WHAT IS NEEDED:
A word-for-word transcript of every entry is required.

────

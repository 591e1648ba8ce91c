pub mod builtin;
pub mod composer;
pub mod figure;
pub mod layout;
pub mod package;
pub mod slide;
pub mod template;

pub use composer::{output_file_name, render, SlideComposer, TemplateSource};
pub use template::Template;
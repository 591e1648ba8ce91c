use axum::{
    routing::{get, post},
    Router,
};
use std::sync::Arc;
use tower_http::cors::CorsLayer;
use tower_http::trace::TraceLayer;
use tracing::info;

pub mod handlers;
pub mod rpc;
pub mod state;
pub mod tools;

pub use state::AppState;

pub fn create_app(state: AppState) -> Router {
    let cors = CorsLayer::permissive();

    Router::new()
        .route("/health", get(handlers::health))
        .route("/mcp", post(handlers::mcp))
        .layer(TraceLayer::new_for_http())
        .layer(cors)
        .with_state(Arc::new(state))
}

/// Binds `addr` and serves until the process is stopped.
pub async fn serve(addr: &str, state: AppState) -> va_core::Result<()> {
    let listener = tokio::net::TcpListener::bind(addr).await?;
    info!("Listening on {}", listener.local_addr()?);
    axum::serve(listener, create_app(state)).await?;
    Ok(())
}

pub mod prelude {
    pub use crate::AppState;
    pub use va_core::{Error, Result};
}

#[cfg(test)]
mod tests {
    use super::*;
    use axum::body::{to_bytes, Body};
    use axum::http::{Request, StatusCode};
    use serde_json::{json, Value};
    use tempfile::TempDir;
    use tower::ServiceExt;
    use va_core::Config;
    use va_publish::PublisherKind;

    fn state(output_dir: &TempDir) -> AppState {
        let config = Config {
            output_dir: output_dir.path().to_path_buf(),
            ..Config::default()
        };
        AppState::new(config, PublisherKind::Memory).unwrap()
    }

    async fn rpc(app: Router, body: Value) -> Value {
        let response = app
            .oneshot(
                Request::post("/mcp")
                    .header("content-type", "application/json")
                    .body(Body::from(body.to_string()))
                    .unwrap(),
            )
            .await
            .unwrap();
        assert_eq!(response.status(), StatusCode::OK);
        let bytes = to_bytes(response.into_body(), usize::MAX).await.unwrap();
        serde_json::from_slice(&bytes).unwrap()
    }

    fn call(id: i64, tool: &str, arguments: Value) -> Value {
        json!({
            "jsonrpc": "2.0",
            "id": id,
            "method": "tools/call",
            "params": {"name": tool, "arguments": arguments}
        })
    }

    #[tokio::test]
    async fn test_health() {
        let dir = TempDir::new().unwrap();
        let response = create_app(state(&dir))
            .oneshot(Request::get("/health").body(Body::empty()).unwrap())
            .await
            .unwrap();
        assert_eq!(response.status(), StatusCode::OK);
        let bytes = to_bytes(response.into_body(), usize::MAX).await.unwrap();
        let body: Value = serde_json::from_slice(&bytes).unwrap();
        assert_eq!(body["status"], "ok");
        assert_eq!(body["service"], "va");
    }

    #[tokio::test]
    async fn test_initialize_and_list_tools() {
        let dir = TempDir::new().unwrap();
        let app = create_app(state(&dir));

        let init = rpc(
            app.clone(),
            json!({"jsonrpc": "2.0", "id": 1, "method": "initialize", "params": {}}),
        )
        .await;
        assert_eq!(init["result"]["protocolVersion"], rpc::MCP_PROTOCOL_VERSION);
        assert_eq!(init["result"]["serverInfo"]["name"], "va");

        let list = rpc(app, json!({"jsonrpc": "2.0", "id": "two", "method": "tools/list"})).await;
        assert_eq!(list["id"], "two");
        let tools = list["result"]["tools"].as_array().unwrap();
        assert_eq!(tools.len(), 2);
        assert_eq!(tools[0]["name"], "scrape_jama_article");
        assert!(tools[1]["inputSchema"]["properties"]["github_repo"].is_object());
    }

    #[tokio::test]
    async fn test_protocol_errors() {
        let dir = TempDir::new().unwrap();
        let app = create_app(state(&dir));

        let unknown = rpc(app.clone(), json!({"jsonrpc": "2.0", "id": 1, "method": "resources/list"})).await;
        assert_eq!(unknown["error"]["code"], -32601);

        let bad_tool = rpc(app.clone(), call(2, "delete_everything", json!({}))).await;
        assert_eq!(bad_tool["error"]["code"], -32602);

        let response = app
            .oneshot(
                Request::post("/mcp")
                    .body(Body::from("{not json"))
                    .unwrap(),
            )
            .await
            .unwrap();
        let bytes = to_bytes(response.into_body(), usize::MAX).await.unwrap();
        let body: Value = serde_json::from_slice(&bytes).unwrap();
        assert_eq!(body["error"]["code"], -32700);
    }

    #[tokio::test]
    async fn test_notification_gets_no_body() {
        let dir = TempDir::new().unwrap();
        let response = create_app(state(&dir))
            .oneshot(
                Request::post("/mcp")
                    .body(Body::from(
                        json!({"jsonrpc": "2.0", "method": "notifications/initialized"}).to_string(),
                    ))
                    .unwrap(),
            )
            .await
            .unwrap();
        assert_eq!(response.status(), StatusCode::ACCEPTED);
    }

    #[tokio::test]
    async fn test_scrape_rejects_foreign_url() {
        let dir = TempDir::new().unwrap();
        let reply = rpc(
            create_app(state(&dir)),
            call(3, "scrape_jama_article", json!({"url": "https://example.org/article"})),
        )
        .await;
        let result = &reply["result"];
        assert_eq!(result["isError"], true);
        assert_eq!(result["structuredContent"]["kind"], "validation_error");
    }

    #[tokio::test]
    async fn test_create_powerpoint_with_publish() {
        let dir = TempDir::new().unwrap();
        let reply = rpc(
            create_app(state(&dir)),
            call(
                4,
                "create_powerpoint",
                json!({
                    "data": {
                        "title": "Effect of Exercise on Sleep",
                        "sourceUrl": "https://jamanetwork.com/journals/jama/fullarticle/1",
                        "abstractSections": {"Results": "Sleep improved."},
                        "keyPoints": ["Findings: yes"]
                    },
                    "output_filename": "sleep",
                    "github_repo": "owner/repo",
                    "github_token": "token"
                }),
            ),
        )
        .await;

        let payload = &reply["result"]["structuredContent"];
        let path = payload["output_path"].as_str().unwrap();
        assert!(path.ends_with("sleep.pptx"));
        assert!(std::path::Path::new(path).exists());
        assert_eq!(payload["download_url"], "memory://owner/repo/sleep.pptx");
        assert!(payload["result"].as_str().unwrap().contains("uploaded to"));
    }

    #[tokio::test]
    async fn test_create_powerpoint_blank_title() {
        let dir = TempDir::new().unwrap();
        let reply = rpc(
            create_app(state(&dir)),
            call(5, "create_powerpoint", json!({"data": {"title": "  "}})),
        )
        .await;
        assert_eq!(reply["result"]["isError"], true);
        assert_eq!(reply["result"]["structuredContent"]["kind"], "render_error");
    }
}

────

SOLUTION TO THIS EXERCISE:
repository 591e1648ba8ce91c
pub mod builtin;
pub mod composer;
pub mod figure;
pub mod layout;
pub mod package;
pub mod slide;
pub mod template;

pub use composer::{output_file_name, render, SlideComposer, TemplateSource};
pub use template::Template;
repository 591e1648ba8ce91c
use axum::{
    routing::{get, post},
    Router,
};
use std::sync::Arc;
use tower_http::cors::CorsLayer;
use tower_http::trace::TraceLayer;
use tracing::info;

pub mod handlers;
pub mod rpc;
pub mod state;
pub mod tools;

pub use state::AppState;

pub fn create_app(state: AppState) -> Router {
    let cors = CorsLayer::permissive();

    Router::new()
        .route("/health", get(handlers::health))
        .route("/mcp", post(handlers::mcp))
        .layer(TraceLayer::new_for_http())
        .layer(cors)
        .with_state(Arc::new(state))
}

/// Binds `addr` and serves until the process is stopped.
pub async fn serve(addr: &str, state: AppState) -> va_core::Result<()> {
    let listener = tokio::net::TcpListener::bind(addr).await?;
    info!("Listening on {}", listener.local_addr()?);
    axum::serve(listener, create_app(state)).await?;
    Ok(())
}

pub mod prelude {
    pub use crate::AppState;
    pub use va_core::{Error, Result};
}

#[cfg(test)]
mod tests {
    use super::*;
    use axum::body::{to_bytes, Body};
    use axum::http::{Request, StatusCode};
    use serde_json::{json, Value};
    use tempfile::TempDir;
    use tower::ServiceExt;
    use va_core::Config;
    use va_publish::PublisherKind;

    fn state(output_dir: &TempDir) -> AppState {
        let config = Config {
            output_dir: output_dir.path().to_path_buf(),
            ..Config::default()
        };
        AppState::new(config, PublisherKind::Memory).unwrap()
    }

    async fn rpc(app: Router, body: Value) -> Value {
        let response = app
            .oneshot(
                Request::post("/mcp")
                    .header("content-type", "application/json")
                    .body(Body::from(body.to_string()))
                    .unwrap(),
            )
            .await
            .unwrap();
        assert_eq!(response.status(), StatusCode::OK);
        let bytes = to_bytes(response.into_body(), usize::MAX).await.unwrap();
        serde_json::from_slice(&bytes).unwrap()
    }

    fn call(id: i64, tool: &str, arguments: Value) -> Value {
        json!({
            "jsonrpc": "2.0",
            "id": id,
            "method": "tools/call",
            "params": {"name": tool, "arguments": arguments}
        })
    }

    #[tokio::test]
    async fn test_health() {
        let dir = TempDir::new().unwrap();
        let response = create_app(state(&dir))
            .oneshot(Request::get("/health").body(Body::empty()).unwrap())
            .await
            .unwrap();
        assert_eq!(response.status(), StatusCode::OK);
        let bytes = to_bytes(response.into_body(), usize::MAX).await.unwrap();
        let body: Value = serde_json::from_slice(&bytes).unwrap();
        assert_eq!(body["status"], "ok");
        assert_eq!(body["service"], "va");
    }

    #[tokio::test]
    async fn test_initialize_and_list_tools() {
        let dir = TempDir::new().unwrap();
        let app = create_app(state(&dir));

        let init = rpc(
            app.clone(),
            json!({"jsonrpc": "2.0", "id": 1, "method": "initialize", "params": {}}),
        )
        .await;
        assert_eq!(init["result"]["protocolVersion"], rpc::MCP_PROTOCOL_VERSION);
        assert_eq!(init["result"]["serverInfo"]["name"], "va");

        let list = rpc(app, json!({"jsonrpc": "2.0", "id": "two", "method": "tools/list"})).await;
        assert_eq!(list["id"], "two");
        let tools = list["result"]["tools"].as_array().unwrap();
        assert_eq!(tools.len(), 2);
        assert_eq!(tools[0]["name"], "scrape_jama_article");
        assert!(tools[1]["inputSchema"]["properties"]["github_repo"].is_object());
    }

    #[tokio::test]
    async fn test_protocol_errors() {
        let dir = TempDir::new().unwrap();
        let app = create_app(state(&dir));

        let unknown = rpc(app.clone(), json!({"jsonrpc": "2.0", "id": 1, "method": "resources/list"})).await;
        assert_eq!(unknown["error"]["code"], -32601);

        let bad_tool = rpc(app.clone(), call(2, "delete_everything", json!({}))).await;
        assert_eq!(bad_tool["error"]["code"], -32602);

        let response = app
            .oneshot(
                Request::post("/mcp")
                    .body(Body::from("{not json"))
                    .unwrap(),
            )
            .await
            .unwrap();
        let bytes = to_bytes(response.into_body(), usize::MAX).await.unwrap();
        let body: Value = serde_json::from_slice(&bytes).unwrap();
        assert_eq!(body["error"]["code"], -32700);
    }

    #[tokio::test]
    async fn test_notification_gets_no_body() {
        let dir = TempDir::new().unwrap();
        let response = create_app(state(&dir))
            .oneshot(
                Request::post("/mcp")
                    .body(Body::from(
                        json!({"jsonrpc": "2.0", "method": "notifications/initialized"}).to_string(),
                    ))
                    .unwrap(),
            )
            .await
            .unwrap();
        assert_eq!(response.status(), StatusCode::ACCEPTED);
    }

    #[tokio::test]
    async fn test_scrape_rejects_foreign_url() {
        let dir = TempDir::new().unwrap();
        let reply = rpc(
            create_app(state(&dir)),
            call(3, "scrape_jama_article", json!({"url": "https://example.org/article"})),
        )
        .await;
        let result = &reply["result"];
        assert_eq!(result["isError"], true);
        assert_eq!(result["structuredContent"]["kind"], "validation_error");
    }

    #[tokio::test]
    async fn test_create_powerpoint_with_publish() {
        let dir = TempDir::new().unwrap();
        let reply = rpc(
            create_app(state(&dir)),
            call(
                4,
                "create_powerpoint",
                json!({
                    "data": {
                        "title": "Effect of Exercise on Sleep",
                        "sourceUrl": "https://jamanetwork.com/journals/jama/fullarticle/1",
                        "abstractSections": {"Results": "Sleep improved."},
                        "keyPoints": ["Findings: yes"]
                    },
                    "output_filename": "sleep",
                    "github_repo": "owner/repo",
                    "github_token": "token"
                }),
            ),
        )
        .await;

        let payload = &reply["result"]["structuredContent"];
        let path = payload["output_path"].as_str().unwrap();
        assert!(path.ends_with("sleep.pptx"));
        assert!(std::path::Path::new(path).exists());
        assert_eq!(payload["download_url"], "memory://owner/repo/sleep.pptx");
        assert!(payload["result"].as_str().unwrap().contains("uploaded to"));
    }

    #[tokio::test]
    async fn test_create_powerpoint_blank_title() {
        let dir = TempDir::new().unwrap();
        let reply = rpc(
            create_app(state(&dir)),
            call(5, "create_powerpoint", json!({"data": {"title": "  "}})),
        )
        .await;
        assert_eq!(reply["result"]["isError"], true);
        assert_eq!(reply["result"]["structuredContent"]["kind"], "render_error");
    }
}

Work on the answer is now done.